Although the study of Kaneko and Murakami (
2009) is important in that it focused on higher order motion-processing stages as critical areas of duration dilation, it has two limitations. The first is the possibility that spatial and temporal frequencies could influence perceived duration independently because Kaneko and Murakami simultaneously manipulated spatial and temporal frequencies to examine the speed dependence of duration dilation. Previous studies have shown that spatial frequency influences perceived duration of a stimulus directly (Aaen-Stockdale, Hotchkiss, Heron, & Whitaker,
2011; Long & Beaton,
1980).
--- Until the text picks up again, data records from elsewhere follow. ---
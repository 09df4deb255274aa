//! The stable JSON wire format (§6.2) and the builder that assembles it from the pipeline's
//! intermediate results.

use std::collections::BTreeMap;

use membrowse_common::{hex_u64, Arch};
use membrowse_debuginfo::dwarf::CompilationUnit as DwarfCompilationUnit;
use membrowse_debuginfo::sections::{Section, SectionFlag, SectionKind};
use membrowse_debuginfo::symbols::{Binding, Symbol, SymbolKind};
use membrowse_linker::{LinkerWarning, MemoryRegion};
use serde::Serialize;

use crate::region_map::{MappedSection, RegionRollup};

/// A `serde`-serializable map that preserves insertion order instead of sorting keys, used
/// for `memory_regions` whose key order must follow linker-script declaration order (§6.2).
#[derive(Debug, Default)]
pub struct OrderedMap<V>(Vec<(String, V)>);

impl<V> OrderedMap<V> {
    pub fn new() -> Self {
        OrderedMap(Vec::new())
    }

    pub fn push(&mut self, key: String, value: V) {
        self.0.push((key, value));
    }

    pub fn iter(&self) -> impl Iterator<Item = (&String, &V)> {
        self.0.iter().map(|(k, v)| (k, v))
    }
}

impl<V: Serialize> Serialize for OrderedMap<V> {
    fn serialize<S>(&self, serializer: S) -> Result<S::Ok, S::Error>
    where
        S: serde::Serializer,
    {
        use serde::ser::SerializeMap;
        let mut map = serializer.serialize_map(Some(self.0.len()))?;
        for (k, v) in &self.0 {
            map.serialize_entry(k, v)?;
        }
        map.end()
    }
}

#[derive(Debug, Serialize)]
pub struct MemoryRegionReport {
    pub address: String,
    pub size: u64,
    pub used: u64,
    pub utilization: f64,
    pub attrs: String,
    pub parent: Option<String>,
    pub sections: Vec<String>,
    pub auto: bool,
}

#[derive(Debug, Serialize)]
pub struct SectionReport {
    pub name: String,
    pub address: String,
    pub size: u64,
    pub flags: Vec<String>,
    #[serde(rename = "type")]
    pub kind: String,
    pub region: Option<String>,
}

#[derive(Debug, Serialize)]
pub struct SymbolReport {
    pub name: String,
    pub demangled: Option<String>,
    pub address: String,
    pub size: u64,
    #[serde(rename = "type")]
    pub kind: String,
    pub binding: String,
    pub section: Option<String>,
    pub region: Option<String>,
    pub source_file: Option<String>,
    pub source_line: Option<u32>,
}

#[derive(Debug, Serialize)]
pub struct CompilationUnitReport {
    pub name: String,
    pub comp_dir: String,
    pub producer: String,
    pub language: String,
}

#[derive(Debug, Serialize)]
pub struct WarningReport {
    pub kind: String,
    pub message: String,
    pub file: Option<String>,
    pub line: Option<u32>,
}

#[derive(Debug, Serialize)]
pub struct MetaReport {
    pub elf_sha256: String,
    pub analyzed_at: String,
    pub warnings: Vec<WarningReport>,
}

#[derive(Debug, Serialize)]
pub struct MemoryReport {
    pub schema_version: String,
    pub architecture: Arch,
    pub memory_regions: OrderedMap<MemoryRegionReport>,
    pub sections: Vec<SectionReport>,
    pub symbols: Vec<SymbolReport>,
    pub compilation_units: Vec<CompilationUnitReport>,
    pub meta: MetaReport,
}

fn section_flags(section: &Section) -> Vec<String> {
    section
        .flags
        .iter()
        .map(|f| match f {
            SectionFlag::Alloc => "ALLOC",
            SectionFlag::Exec => "EXEC",
            SectionFlag::Write => "WRITE",
            SectionFlag::Tls => "TLS",
        })
        .map(str::to_string)
        .collect()
}

fn section_kind_name(kind: SectionKind) -> String {
    kind.wire_name()
}

/// One resolved symbol's final `(source_file, source_line)`, supplied by the caller after
/// running [`membrowse_debuginfo::SourceResolver`] over every symbol.
pub struct ResolvedSymbol<'s> {
    pub symbol: &'s Symbol,
    pub source_file: Option<String>,
    pub source_line: Option<u32>,
    pub demangled: Option<String>,
}

pub struct ReportInputs<'a> {
    pub architecture: Arch,
    pub mapped_sections: Vec<MappedSection<'a>>,
    pub region_rollups: BTreeMap<String, RegionRollup>,
    pub regions: &'a [MemoryRegion],
    pub resolved_symbols: Vec<ResolvedSymbol<'a>>,
    pub compilation_units: &'a [DwarfCompilationUnit],
    pub warnings: &'a [LinkerWarning],
    pub elf_sha256: String,
    pub analyzed_at: String,
}

/// Builds the final [`MemoryReport`] from the joined pipeline outputs, applying the
/// deterministic sort order the wire contract requires: `memory_regions` in declaration
/// order, `sections`/`symbols` by `(region, address)` then name (§6.2).
pub fn build_report(inputs: ReportInputs<'_>) -> MemoryReport {
    let ReportInputs {
        architecture,
        mapped_sections,
        region_rollups,
        regions,
        resolved_symbols,
        compilation_units,
        warnings,
        elf_sha256,
        analyzed_at,
    } = inputs;

    let mut memory_regions = OrderedMap::new();
    for region in regions {
        let rollup = region_rollups.get(&region.name);
        memory_regions.push(
            region.name.clone(),
            MemoryRegionReport {
                address: hex_u64(region.origin),
                size: region.length,
                used: rollup.map(|r| r.used).unwrap_or(0),
                utilization: rollup.map(|r| r.utilization).unwrap_or(0.0),
                attrs: region.attrs.clone(),
                parent: region.parent.clone(),
                sections: rollup.map(|r| r.sections.clone()).unwrap_or_default(),
                auto: region.auto,
            },
        );
    }
    if let Some(rollup) = region_rollups.get(crate::region_map::UNMAPPED_BUCKET) {
        memory_regions.push(
            crate::region_map::UNMAPPED_BUCKET.to_string(),
            MemoryRegionReport {
                address: hex_u64(0),
                size: 0,
                used: rollup.used,
                utilization: 0.0,
                attrs: String::new(),
                parent: None,
                sections: rollup.sections.clone(),
                auto: true,
            },
        );
    }

    let mut sections: Vec<SectionReport> = mapped_sections
        .iter()
        .map(|mapped| SectionReport {
            name: mapped.section.name.clone(),
            address: hex_u64(mapped.section.address),
            size: mapped.section.size,
            flags: section_flags(mapped.section),
            kind: section_kind_name(mapped.section.kind),
            region: mapped.region.clone(),
        })
        .collect();
    sections.sort_by(|a, b| {
        (a.region.clone(), &a.address, &a.name).cmp(&(b.region.clone(), &b.address, &b.name))
    });

    let mut symbols: Vec<SymbolReport> = resolved_symbols
        .iter()
        .map(|r| {
            let region = mapped_sections
                .iter()
                .find(|m| Some(&m.section.name) == r.symbol.section_name.as_ref())
                .and_then(|m| m.region.clone());
            SymbolReport {
                name: r.symbol.name.clone(),
                demangled: r.demangled.clone(),
                address: hex_u64(r.symbol.address),
                size: r.symbol.size,
                kind: symbol_kind_name(r.symbol.kind),
                binding: binding_name(r.symbol.binding),
                section: r.symbol.section_name.clone(),
                region,
                source_file: r.source_file.clone(),
                source_line: r.source_line,
            }
        })
        .collect();
    symbols.sort_by(|a, b| {
        (a.region.clone(), &a.address, &a.name).cmp(&(b.region.clone(), &b.address, &b.name))
    });

    let compilation_units = compilation_units
        .iter()
        .map(|cu| CompilationUnitReport {
            name: cu.name.clone(),
            comp_dir: cu.comp_dir.clone(),
            producer: cu.producer.clone(),
            language: cu.language.wire_name().to_string(),
        })
        .collect();

    let warnings = warnings
        .iter()
        .map(|w| WarningReport {
            kind: w.kind.as_str().to_string(),
            message: w.message.clone(),
            file: w.file.clone(),
            line: w.line,
        })
        .collect();

    MemoryReport {
        schema_version: "1.0".to_string(),
        architecture,
        memory_regions,
        sections,
        symbols,
        compilation_units,
        meta: MetaReport {
            elf_sha256,
            analyzed_at,
            warnings,
        },
    }
}

fn symbol_kind_name(kind: SymbolKind) -> String {
    kind.wire_name().to_string()
}

fn binding_name(binding: Binding) -> String {
    binding.wire_name().to_string()
}

#[cfg(test)]
mod tests {
    use super::*;
    use similar_asserts::assert_eq;

    #[test]
    fn ordered_map_preserves_insertion_order() {
        let mut map = OrderedMap::new();
        map.push("RAM".to_string(), 1u32);
        map.push("FLASH".to_string(), 2u32);
        let json = serde_json::to_string(&map).unwrap();
        assert!(json.find("RAM").unwrap() < json.find("FLASH").unwrap());
    }

    #[test]
    fn region_report_hex_formats_address() {
        let region = MemoryRegionReport {
            address: hex_u64(0x0800_0000),
            size: 1024,
            used: 10,
            utilization: 1.0,
            attrs: "rx".to_string(),
            parent: None,
            sections: vec![],
            auto: false,
        };
        assert_eq!(region.address, "0x8000000");
    }
}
If spatial frequency has much the same effect as temporal frequency, stimulus speed that is determined by spatial and temporal frequencies might mistakenly be believed to influence perceived duration. Therefore, it is still possible that temporal frequency per se (i.e., lower motion-processing stages) is critical for motion-induced duration dilation. The second limitation is that speed dependence does not necessarily mean that motion-induced duration dilation depends on higher order motion processing. A recent study showed that, while V1 simple cells are tuned for spatial and temporal frequencies separately, one-quarter of V1 complex cells are tuned for speed as well as MT (Priebe et al.,
2006). This suggests that, even though stimulus speed is dominant in duration dilation, lower order motion processing might play a role in duration dilation to some extent. These two limitations are inevitable when a one-dimensional motion stimulus, which is processed at both lower and higher stages of motion processing, is used.
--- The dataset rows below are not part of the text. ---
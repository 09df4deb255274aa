//! Shared helpers for boxing error sources, in the style used throughout this codebase's
//! `thiserror`-based error types (see e.g. `ElfError`/`DwarfError` in `membrowse-debuginfo`).

use std::error::Error;

/// A type-erased, `Send + Sync` error source suitable for `#[source]` fields.
pub type BoxedSource = Box<dyn Error + Send + Sync + 'static>;

/// Boxes an arbitrary error payload into a [`BoxedSource`].
pub fn box_source<E>(source: E) -> BoxedSource
where
    E: Into<BoxedSource>,
{
    source.into()
}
To overcome these limitations, in the present study, we used a two-dimensional pattern motion of a plaid as a stimulus and examined the effect of higher and lower order motion processing on perceived duration. Each plaid stimulus was composed of two superimposed drifting sine-wave gratings with different orientations. Although the drifting directions of the component gratings were different from each other, the plaid stimulus appeared to move coherently in a single direction consistent with the pattern motion (
Figure 1a). Adelson and Movshon (
1982) have suggested that plaid motion is processed at two stages: the stage that processes one-dimensional motion and the stage that combines them to generate a perceived pattern motion. Previous neuroimaging and electrophysiological studies support this two-stage model by showing that neurons not in V1, but in extrastriate visual areas including MT, are related to the perception of coherent pattern motion, while neurons in V1 are related to the process of component motion (Huk & Heeger,
2002; Movshon, Adelson, Gizzi, & Newsome,
1985; Thompson, Aaen-Stockdale, Koski, & Hess,
2009). On the basis of these studies, we used plaid stimuli and examined which motion information is critical for duration dilation, pattern motion, or component motion. If an increase of pattern speed dilates perceived duration regardless of component speed, higher order motion processing in MT is supposed to play an important role in duration dilation. By contrast, if an increase of component speed dilates perceived duration regardless of pattern speed, lower order motion processing in V1 is supposed to play an important role in duration dilation.
In
Experiments 1–
4, we manipulated the pattern speed of plaids in two ways: (a) manipulating component speed and (b) manipulating component orientations across trials (
Figures 1b and
1c). Pattern speed of plaids increases with component speed (Adelson & Movshon,
1982; Welch,
1989). In this case, component and pattern speeds vary concurrently. By contrast, pattern speed of plaids also increases when the difference in component orientation becomes larger (Adelson & Movshon,
1982; Welch,
1989). In this case, pattern speed varies, even if the component speed of each plaid is stable. The combination of these manipulations made it possible to manipulate the plaids' component and pattern speeds independently. Using these manipulations, we examined which stages of motion processing are critical for duration dilation.